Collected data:
○ ○ ○ ○ ○

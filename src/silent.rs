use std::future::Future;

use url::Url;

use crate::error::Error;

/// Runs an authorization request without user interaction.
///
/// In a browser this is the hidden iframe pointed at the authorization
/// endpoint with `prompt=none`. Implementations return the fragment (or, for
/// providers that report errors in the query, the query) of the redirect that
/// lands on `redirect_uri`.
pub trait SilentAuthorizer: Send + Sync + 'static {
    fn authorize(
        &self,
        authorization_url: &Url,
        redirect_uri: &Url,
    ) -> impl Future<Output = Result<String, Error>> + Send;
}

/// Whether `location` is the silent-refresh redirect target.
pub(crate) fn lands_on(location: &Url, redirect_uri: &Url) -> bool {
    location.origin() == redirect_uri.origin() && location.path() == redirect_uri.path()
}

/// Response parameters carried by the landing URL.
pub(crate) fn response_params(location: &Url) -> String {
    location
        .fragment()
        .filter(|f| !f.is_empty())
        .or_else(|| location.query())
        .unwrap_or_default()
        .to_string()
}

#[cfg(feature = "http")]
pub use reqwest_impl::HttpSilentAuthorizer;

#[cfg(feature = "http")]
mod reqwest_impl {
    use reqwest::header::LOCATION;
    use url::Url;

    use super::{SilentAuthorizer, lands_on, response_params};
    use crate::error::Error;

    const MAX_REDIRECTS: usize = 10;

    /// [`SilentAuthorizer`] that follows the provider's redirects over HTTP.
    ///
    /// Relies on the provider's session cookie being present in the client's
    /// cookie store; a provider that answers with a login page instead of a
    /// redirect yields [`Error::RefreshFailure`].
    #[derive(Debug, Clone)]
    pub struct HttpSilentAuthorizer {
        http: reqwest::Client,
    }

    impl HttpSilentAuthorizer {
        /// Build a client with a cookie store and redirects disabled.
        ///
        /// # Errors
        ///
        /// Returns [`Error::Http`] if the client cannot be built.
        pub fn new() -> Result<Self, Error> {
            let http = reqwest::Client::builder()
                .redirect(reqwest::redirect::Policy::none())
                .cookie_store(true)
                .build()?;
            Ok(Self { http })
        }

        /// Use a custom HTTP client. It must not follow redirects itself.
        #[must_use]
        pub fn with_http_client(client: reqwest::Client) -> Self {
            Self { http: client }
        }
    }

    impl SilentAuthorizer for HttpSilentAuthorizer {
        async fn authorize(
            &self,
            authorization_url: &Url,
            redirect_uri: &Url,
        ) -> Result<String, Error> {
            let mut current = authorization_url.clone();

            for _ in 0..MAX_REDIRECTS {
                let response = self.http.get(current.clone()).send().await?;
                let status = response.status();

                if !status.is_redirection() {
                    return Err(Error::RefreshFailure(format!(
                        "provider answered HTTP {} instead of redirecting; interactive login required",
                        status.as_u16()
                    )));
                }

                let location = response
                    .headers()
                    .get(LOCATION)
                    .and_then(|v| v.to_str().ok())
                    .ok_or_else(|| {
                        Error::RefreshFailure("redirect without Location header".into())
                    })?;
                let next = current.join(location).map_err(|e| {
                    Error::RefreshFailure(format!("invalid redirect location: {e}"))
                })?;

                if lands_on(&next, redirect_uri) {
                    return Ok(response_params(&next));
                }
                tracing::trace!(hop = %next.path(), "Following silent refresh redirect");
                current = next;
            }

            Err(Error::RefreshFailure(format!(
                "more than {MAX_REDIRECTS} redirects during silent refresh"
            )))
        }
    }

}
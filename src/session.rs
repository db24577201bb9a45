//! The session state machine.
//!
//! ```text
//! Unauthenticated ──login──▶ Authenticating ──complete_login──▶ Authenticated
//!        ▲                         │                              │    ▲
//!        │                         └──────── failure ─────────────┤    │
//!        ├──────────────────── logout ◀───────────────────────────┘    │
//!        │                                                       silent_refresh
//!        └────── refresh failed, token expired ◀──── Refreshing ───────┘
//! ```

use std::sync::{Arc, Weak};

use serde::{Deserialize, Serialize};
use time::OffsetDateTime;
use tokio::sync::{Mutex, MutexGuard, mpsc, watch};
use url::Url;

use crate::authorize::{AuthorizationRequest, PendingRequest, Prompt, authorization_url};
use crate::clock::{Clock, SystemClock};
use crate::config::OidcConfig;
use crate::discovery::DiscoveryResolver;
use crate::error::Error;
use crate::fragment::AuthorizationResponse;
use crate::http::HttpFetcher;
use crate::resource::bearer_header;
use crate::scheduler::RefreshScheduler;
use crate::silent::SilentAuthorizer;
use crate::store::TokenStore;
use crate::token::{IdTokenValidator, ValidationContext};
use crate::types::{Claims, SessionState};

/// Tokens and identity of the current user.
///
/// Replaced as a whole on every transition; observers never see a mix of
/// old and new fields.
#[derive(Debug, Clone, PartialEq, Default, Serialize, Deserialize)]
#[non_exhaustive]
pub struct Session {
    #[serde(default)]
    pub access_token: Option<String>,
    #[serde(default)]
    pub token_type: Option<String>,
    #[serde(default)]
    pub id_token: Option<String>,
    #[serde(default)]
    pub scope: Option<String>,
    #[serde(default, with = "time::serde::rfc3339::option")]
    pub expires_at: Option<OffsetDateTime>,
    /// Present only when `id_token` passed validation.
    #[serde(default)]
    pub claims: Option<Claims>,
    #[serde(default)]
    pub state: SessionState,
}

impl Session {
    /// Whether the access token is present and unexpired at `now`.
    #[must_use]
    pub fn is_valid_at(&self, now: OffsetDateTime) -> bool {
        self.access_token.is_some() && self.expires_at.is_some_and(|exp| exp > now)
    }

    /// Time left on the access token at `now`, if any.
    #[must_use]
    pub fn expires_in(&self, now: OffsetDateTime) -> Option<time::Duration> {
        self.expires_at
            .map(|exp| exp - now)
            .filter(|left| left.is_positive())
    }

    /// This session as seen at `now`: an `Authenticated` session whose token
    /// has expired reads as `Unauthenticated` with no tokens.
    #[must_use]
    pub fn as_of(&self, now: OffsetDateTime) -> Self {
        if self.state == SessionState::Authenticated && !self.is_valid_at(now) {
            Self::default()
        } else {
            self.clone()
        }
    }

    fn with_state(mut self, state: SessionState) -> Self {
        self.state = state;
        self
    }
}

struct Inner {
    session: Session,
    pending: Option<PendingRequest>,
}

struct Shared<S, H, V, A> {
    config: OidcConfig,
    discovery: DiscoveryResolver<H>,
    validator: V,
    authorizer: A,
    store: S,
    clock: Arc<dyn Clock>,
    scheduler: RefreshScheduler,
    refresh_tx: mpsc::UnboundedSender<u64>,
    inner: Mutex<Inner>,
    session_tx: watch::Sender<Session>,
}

○ ○ ○ ○ ○

▶ _About this exercise_
Now write the data shown above out again, word for word.

▶ _Solved exercise_
filename src/silent.rs
use std::future::Future;

use url::Url;

use crate::error::Error;

/// Runs an authorization request without user interaction.
///
/// In a browser this is the hidden iframe pointed at the authorization
/// endpoint with `prompt=none`. Implementations return the fragment (or, for
/// providers that report errors in the query, the query) of the redirect that
/// lands on `redirect_uri`.
pub trait SilentAuthorizer: Send + Sync + 'static {
    fn authorize(
        &self,
        authorization_url: &Url,
        redirect_uri: &Url,
    ) -> impl Future<Output = Result<String, Error>> + Send;
}

/// Whether `location` is the silent-refresh redirect target.
pub(crate) fn lands_on(location: &Url, redirect_uri: &Url) -> bool {
    location.origin() == redirect_uri.origin() && location.path() == redirect_uri.path()
}

/// Response parameters carried by the landing URL.
pub(crate) fn response_params(location: &Url) -> String {
    location
        .fragment()
        .filter(|f| !f.is_empty())
        .or_else(|| location.query())
        .unwrap_or_default()
        .to_string()
}

#[cfg(feature = "http")]
pub use reqwest_impl::HttpSilentAuthorizer;

#[cfg(feature = "http")]
mod reqwest_impl {
    use reqwest::header::LOCATION;
    use url::Url;

    use super::{SilentAuthorizer, lands_on, response_params};
    use crate::error::Error;

    const MAX_REDIRECTS: usize = 10;

    /// [`SilentAuthorizer`] that follows the provider's redirects over HTTP.
    ///
    /// Relies on the provider's session cookie being present in the client's
    /// cookie store; a provider that answers with a login page instead of a
    /// redirect yields [`Error::RefreshFailure`].
    #[derive(Debug, Clone)]
    pub struct HttpSilentAuthorizer {
        http: reqwest::Client,
    }

    impl HttpSilentAuthorizer {
        /// Build a client with a cookie store and redirects disabled.
        ///
        /// # Errors
        ///
        /// Returns [`Error::Http`] if the client cannot be built.
        pub fn new() -> Result<Self, Error> {
            let http = reqwest::Client::builder()
                .redirect(reqwest::redirect::Policy::none())
                .cookie_store(true)
                .build()?;
            Ok(Self { http })
        }

        /// Use a custom HTTP client. It must not follow redirects itself.
        #[must_use]
        pub fn with_http_client(client: reqwest::Client) -> Self {
            Self { http: client }
        }
    }

    impl SilentAuthorizer for HttpSilentAuthorizer {
        async fn authorize(
            &self,
            authorization_url: &Url,
            redirect_uri: &Url,
        ) -> Result<String, Error> {
            let mut current = authorization_url.clone();

            for _ in 0..MAX_REDIRECTS {
                let response = self.http.get(current.clone()).send().await?;
                let status = response.status();

                if !status.is_redirection() {
                    return Err(Error::RefreshFailure(format!(
                        "provider answered HTTP {} instead of redirecting; interactive login required",
                        status.as_u16()
                    )));
                }

                let location = response
                    .headers()
                    .get(LOCATION)
                    .and_then(|v| v.to_str().ok())
                    .ok_or_else(|| {
                        Error::RefreshFailure("redirect without Location header".into())
                    })?;
                let next = current.join(location).map_err(|e| {
                    Error::RefreshFailure(format!("invalid redirect location: {e}"))
                })?;

                if lands_on(&next, redirect_uri) {
                    return Ok(response_params(&next));
                }
                tracing::trace!(hop = %next.path(), "Following silent refresh redirect");
                current = next;
            }

            Err(Error::RefreshFailure(format!(
                "more than {MAX_REDIRECTS} redirects during silent refresh"
            )))
        }
    }

}
filename src/session.rs
repository db24577201bb9a45
//! The session state machine.
//!
//! ```text
//! Unauthenticated ──login──▶ Authenticating ──complete_login──▶ Authenticated
//!        ▲                         │                              │    ▲
//!        │                         └──────── failure ─────────────┤    │
//!        ├──────────────────── logout ◀───────────────────────────┘    │
//!        │                                                       silent_refresh
//!        └────── refresh failed, token expired ◀──── Refreshing ───────┘
//! ```

use std::sync::{Arc, Weak};

use serde::{Deserialize, Serialize};
use time::OffsetDateTime;
use tokio::sync::{Mutex, MutexGuard, mpsc, watch};
use url::Url;

use crate::authorize::{AuthorizationRequest, PendingRequest, Prompt, authorization_url};
use crate::clock::{Clock, SystemClock};
use crate::config::OidcConfig;
use crate::discovery::DiscoveryResolver;
use crate::error::Error;
use crate::fragment::AuthorizationResponse;
use crate::http::HttpFetcher;
use crate::resource::bearer_header;
use crate::scheduler::RefreshScheduler;
use crate::silent::SilentAuthorizer;
use crate::store::TokenStore;
use crate::token::{IdTokenValidator, ValidationContext};
use crate::types::{Claims, SessionState};

/// Tokens and identity of the current user.
///
/// Replaced as a whole on every transition; observers never see a mix of
/// old and new fields.
#[derive(Debug, Clone, PartialEq, Default, Serialize, Deserialize)]
#[non_exhaustive]
pub struct Session {
    #[serde(default)]
    pub access_token: Option<String>,
    #[serde(default)]
    pub token_type: Option<String>,
    #[serde(default)]
    pub id_token: Option<String>,
    #[serde(default)]
    pub scope: Option<String>,
    #[serde(default, with = "time::serde::rfc3339::option")]
    pub expires_at: Option<OffsetDateTime>,
    /// Present only when `id_token` passed validation.
    #[serde(default)]
    pub claims: Option<Claims>,
    #[serde(default)]
    pub state: SessionState,
}

impl Session {
    /// Whether the access token is present and unexpired at `now`.
    #[must_use]
    pub fn is_valid_at(&self, now: OffsetDateTime) -> bool {
        self.access_token.is_some() && self.expires_at.is_some_and(|exp| exp > now)
    }

    /// Time left on the access token at `now`, if any.
    #[must_use]
    pub fn expires_in(&self, now: OffsetDateTime) -> Option<time::Duration> {
        self.expires_at
            .map(|exp| exp - now)
            .filter(|left| left.is_positive())
    }

    /// This session as seen at `now`: an `Authenticated` session whose token
    /// has expired reads as `Unauthenticated` with no tokens.
    #[must_use]
    pub fn as_of(&self, now: OffsetDateTime) -> Self {
        if self.state == SessionState::Authenticated && !self.is_valid_at(now) {
            Self::default()
        } else {
            self.clone()
        }
    }

    fn with_state(mut self, state: SessionState) -> Self {
        self.state = state;
        self
    }
}

struct Inner {
    session: Session,
    pending: Option<PendingRequest>,
}

struct Shared<S, H, V, A> {
    config: OidcConfig,
    discovery: DiscoveryResolver<H>,
    validator: V,
    authorizer: A,
    store: S,
    clock: Arc<dyn Clock>,
    scheduler: RefreshScheduler,
    refresh_tx: mpsc::UnboundedSender<u64>,
    inner: Mutex<Inner>,
    session_tx: watch::Sender<Session>,
}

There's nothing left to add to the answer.